• **What you have to do**: Exactly as written, transcribe each line of the listing.
[Data extracts]
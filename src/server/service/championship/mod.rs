//! Championship service.
//!
//! Fetches the season, roster and lineage snapshot concurrently and hands it to the
//! attribution engine. The engine only runs once all three reads have succeeded.

pub mod attribution;

#[cfg(test)]
mod tests;

use std::collections::{BTreeSet, HashMap};

use chrono::Utc;
use sea_orm::DatabaseConnection;

use crate::{
    model::championship::{ChampionshipStatsDto, ChampionshipTierDto},
    server::{
        data::{season::SeasonRepository, team::TeamRepository, team_lineage::TeamLineageRepository},
        error::Error,
        model::db::TeamModel,
        service::{
            championship::attribution::{
                team_record, ChampionshipLedger, LineageLink, SeasonRecord, TeamRef, TeamTally,
            },
            retry::RetryContext,
        },
        util::time::current_year,
    },
};

/// Service computing championship statistics from stored season results.
pub struct ChampionshipService<'a> {
    db: &'a DatabaseConnection,
}

impl<'a> ChampionshipService<'a> {
    /// Creates a new instance of ChampionshipService.
    ///
    /// # Arguments
    /// - `db` - Database connection reference
    pub fn new(db: &'a DatabaseConnection) -> Self {
        Self { db }
    }

    /// League-wide championship statistics.
    ///
    /// Droughts are measured against the current UTC year.
    ///
    /// # Returns
    /// - `Ok(ChampionshipStatsDto)` - Statistics for every stored season
    /// - `Err(Error::DbErr)` - One of the snapshot reads failed after retries
    pub async fn get_stats(&self) -> Result<ChampionshipStatsDto, Error> {
        let ledger = self.ledger().await?;

        Ok(ledger.stats(current_year(Utc::now())))
    }

    /// Teams grouped by championship count, ascending.
    ///
    /// # Returns
    /// - `Ok(Vec<ChampionshipTierDto>)` - Tiers, empty when no season has results
    /// - `Err(Error::DbErr)` - One of the snapshot reads failed after retries
    pub async fn get_tiers(&self) -> Result<Vec<ChampionshipTierDto>, Error> {
        let ledger = self.ledger().await?;

        Ok(ledger.tiers())
    }

    /// Builds the attribution ledger from a fresh snapshot.
    ///
    /// Seasons, active teams and lineage are read concurrently; the first failure is
    /// returned and the ledger is not built.
    async fn ledger(&self) -> Result<ChampionshipLedger, Error> {
        let (seasons, active_teams, lineage) = tokio::try_join!(
            self.fetch_seasons(),
            self.fetch_active_teams(),
            self.fetch_lineage()
        )?;

        Ok(ChampionshipLedger::build(&seasons, &lineage, &active_teams))
    }

    /// Championship records for roster teams, one per team in the order given.
    ///
    /// See [`team_record`] for how predecessor results are counted.
    pub async fn team_records(&self, teams: Vec<TeamModel>) -> Result<Vec<TeamTally>, Error> {
        let (seasons, lineage) = tokio::try_join!(self.fetch_seasons(), self.fetch_lineage())?;

        Ok(teams
            .into_iter()
            .map(|team| team_record(&seasons, &team_ref(team), &lineage))
            .collect())
    }

    /// Season results with team references resolved, oldest season first.
    async fn fetch_seasons(&self) -> Result<Vec<SeasonRecord>, Error> {
        let ctx = RetryContext::new();
        let db = self.db.clone();

        ctx.execute_with_retry("fetch season results", || {
            let db = db.clone();

            Box::pin(async move {
                let seasons = SeasonRepository::new(&db).get_all().await?;

                let team_ids: Vec<i32> = seasons
                    .iter()
                    .flat_map(|s| [s.champion_id, s.co_champion_id, s.runner_up_id])
                    .flatten()
                    .collect::<BTreeSet<i32>>()
                    .into_iter()
                    .collect();
                let teams: HashMap<i32, TeamRef> = TeamRepository::new(&db)
                    .get_by_ids(&team_ids)
                    .await?
                    .into_iter()
                    .map(|team| (team.id, team_ref(team)))
                    .collect();

                // A reference to a team that no longer exists leaves that role empty
                let resolve = |team_id: Option<i32>| team_id.and_then(|id| teams.get(&id).cloned());

                let mut records: Vec<SeasonRecord> = seasons
                    .into_iter()
                    .map(|season| SeasonRecord {
                        year: season.year,
                        champion: resolve(season.champion_id),
                        co_champion: resolve(season.co_champion_id),
                        runner_up: resolve(season.runner_up_id),
                    })
                    .collect();
                records.sort_by_key(|record| record.year);

                Ok(records)
            })
        })
        .await
    }

    async fn fetch_active_teams(&self) -> Result<Vec<TeamRef>, Error> {
        let ctx = RetryContext::new();
        let db = self.db.clone();

        ctx.execute_with_retry("fetch active teams", || {
            let db = db.clone();

            Box::pin(async move {
                let teams = TeamRepository::new(&db).get_all(true).await?;

                Ok(teams.into_iter().map(team_ref).collect())
            })
        })
        .await
    }

    async fn fetch_lineage(&self) -> Result<Vec<LineageLink>, Error> {
        let ctx = RetryContext::new();
        let db = self.db.clone();

        ctx.execute_with_retry("fetch team lineage", || {
            let db = db.clone();

            Box::pin(async move {
                let links = TeamLineageRepository::new(&db).get_all().await?;

                Ok(links
                    .into_iter()
                    .map(|link| LineageLink {
                        predecessor_id: link.predecessor_id,
                        successor_id: link.successor_id,
                    })
                    .collect())
            })
        })
        .await
    }
}

fn team_ref(team: TeamModel) -> TeamRef {
    TeamRef {
        id: team.id,
        name: team.name,
        is_active: team.is_active,
    }
}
[/Data extracts]
• **Response**:
filename src/server/service/championship/mod.rs
//! Championship service.
//!
//! Fetches the season, roster and lineage snapshot concurrently and hands it to the
//! attribution engine. The engine only runs once all three reads have succeeded.

pub mod attribution;

#[cfg(test)]
mod tests;

use std::collections::{BTreeSet, HashMap};

use chrono::Utc;
use sea_orm::DatabaseConnection;

use crate::{
    model::championship::{ChampionshipStatsDto, ChampionshipTierDto},
    server::{
        data::{season::SeasonRepository, team::TeamRepository, team_lineage::TeamLineageRepository},
        error::Error,
        model::db::TeamModel,
        service::{
            championship::attribution::{
                team_record, ChampionshipLedger, LineageLink, SeasonRecord, TeamRef, TeamTally,
            },
            retry::RetryContext,
        },
        util::time::current_year,
    },
};

/// Service computing championship statistics from stored season results.
pub struct ChampionshipService<'a> {
    db: &'a DatabaseConnection,
}

impl<'a> ChampionshipService<'a> {
    /// Creates a new instance of ChampionshipService.
    ///
    /// # Arguments
    /// - `db` - Database connection reference
    pub fn new(db: &'a DatabaseConnection) -> Self {
        Self { db }
    }

    /// League-wide championship statistics.
    ///
    /// Droughts are measured against the current UTC year.
    ///
    /// # Returns
    /// - `Ok(ChampionshipStatsDto)` - Statistics for every stored season
    /// - `Err(Error::DbErr)` - One of the snapshot reads failed after retries
    pub async fn get_stats(&self) -> Result<ChampionshipStatsDto, Error> {
        let ledger = self.ledger().await?;

        Ok(ledger.stats(current_year(Utc::now())))
    }

    /// Teams grouped by championship count, ascending.
    ///
    /// # Returns
    /// - `Ok(Vec<ChampionshipTierDto>)` - Tiers, empty when no season has results
    /// - `Err(Error::DbErr)` - One of the snapshot reads failed after retries
    pub async fn get_tiers(&self) -> Result<Vec<ChampionshipTierDto>, Error> {
        let ledger = self.ledger().await?;

        Ok(ledger.tiers())
    }

    /// Builds the attribution ledger from a fresh snapshot.
    ///
    /// Seasons, active teams and lineage are read concurrently; the first failure is
    /// returned and the ledger is not built.
    async fn ledger(&self) -> Result<ChampionshipLedger, Error> {
        let (seasons, active_teams, lineage) = tokio::try_join!(
            self.fetch_seasons(),
            self.fetch_active_teams(),
            self.fetch_lineage()
        )?;

        Ok(ChampionshipLedger::build(&seasons, &lineage, &active_teams))
    }

    /// Championship records for roster teams, one per team in the order given.
    ///
    /// See [`team_record`] for how predecessor results are counted.
    pub async fn team_records(&self, teams: Vec<TeamModel>) -> Result<Vec<TeamTally>, Error> {
        let (seasons, lineage) = tokio::try_join!(self.fetch_seasons(), self.fetch_lineage())?;

        Ok(teams
            .into_iter()
            .map(|team| team_record(&seasons, &team_ref(team), &lineage))
            .collect())
    }

    /// Season results with team references resolved, oldest season first.
    async fn fetch_seasons(&self) -> Result<Vec<SeasonRecord>, Error> {
        let ctx = RetryContext::new();
        let db = self.db.clone();

        ctx.execute_with_retry("fetch season results", || {
            let db = db.clone();

            Box::pin(async move {
                let seasons = SeasonRepository::new(&db).get_all().await?;

                let team_ids: Vec<i32> = seasons
                    .iter()
                    .flat_map(|s| [s.champion_id, s.co_champion_id, s.runner_up_id])
                    .flatten()
                    .collect::<BTreeSet<i32>>()
                    .into_iter()
                    .collect();
                let teams: HashMap<i32, TeamRef> = TeamRepository::new(&db)
                    .get_by_ids(&team_ids)
                    .await?
                    .into_iter()
                    .map(|team| (team.id, team_ref(team)))
                    .collect();

                // A reference to a team that no longer exists leaves that role empty
                let resolve = |team_id: Option<i32>| team_id.and_then(|id| teams.get(&id).cloned());

                let mut records: Vec<SeasonRecord> = seasons
                    .into_iter()
                    .map(|season| SeasonRecord {
                        year: season.year,
                        champion: resolve(season.champion_id),
                        co_champion: resolve(season.co_champion_id),
                        runner_up: resolve(season.runner_up_id),
                    })
                    .collect();
                records.sort_by_key(|record| record.year);

                Ok(records)
            })
        })
        .await
    }

    async fn fetch_active_teams(&self) -> Result<Vec<TeamRef>, Error> {
        let ctx = RetryContext::new();
        let db = self.db.clone();

        ctx.execute_with_retry("fetch active teams", || {
            let db = db.clone();

            Box::pin(async move {
                let teams = TeamRepository::new(&db).get_all(true).await?;

                Ok(teams.into_iter().map(team_ref).collect())
            })
        })
        .await
    }

    async fn fetch_lineage(&self) -> Result<Vec<LineageLink>, Error> {
        let ctx = RetryContext::new();
        let db = self.db.clone();

        ctx.execute_with_retry("fetch team lineage", || {
            let db = db.clone();

            Box::pin(async move {
                let links = TeamLineageRepository::new(&db).get_all().await?;

                Ok(links
                    .into_iter()
                    .map(|link| LineageLink {
                        predecessor_id: link.predecessor_id,
                        successor_id: link.successor_id,
                    })
                    .collect())
            })
        })
        .await
    }
}

fn team_ref(team: TeamModel) -> TeamRef {
    TeamRef {
        id: team.id,
        name: team.name,
        is_active: team.is_active,
    }
}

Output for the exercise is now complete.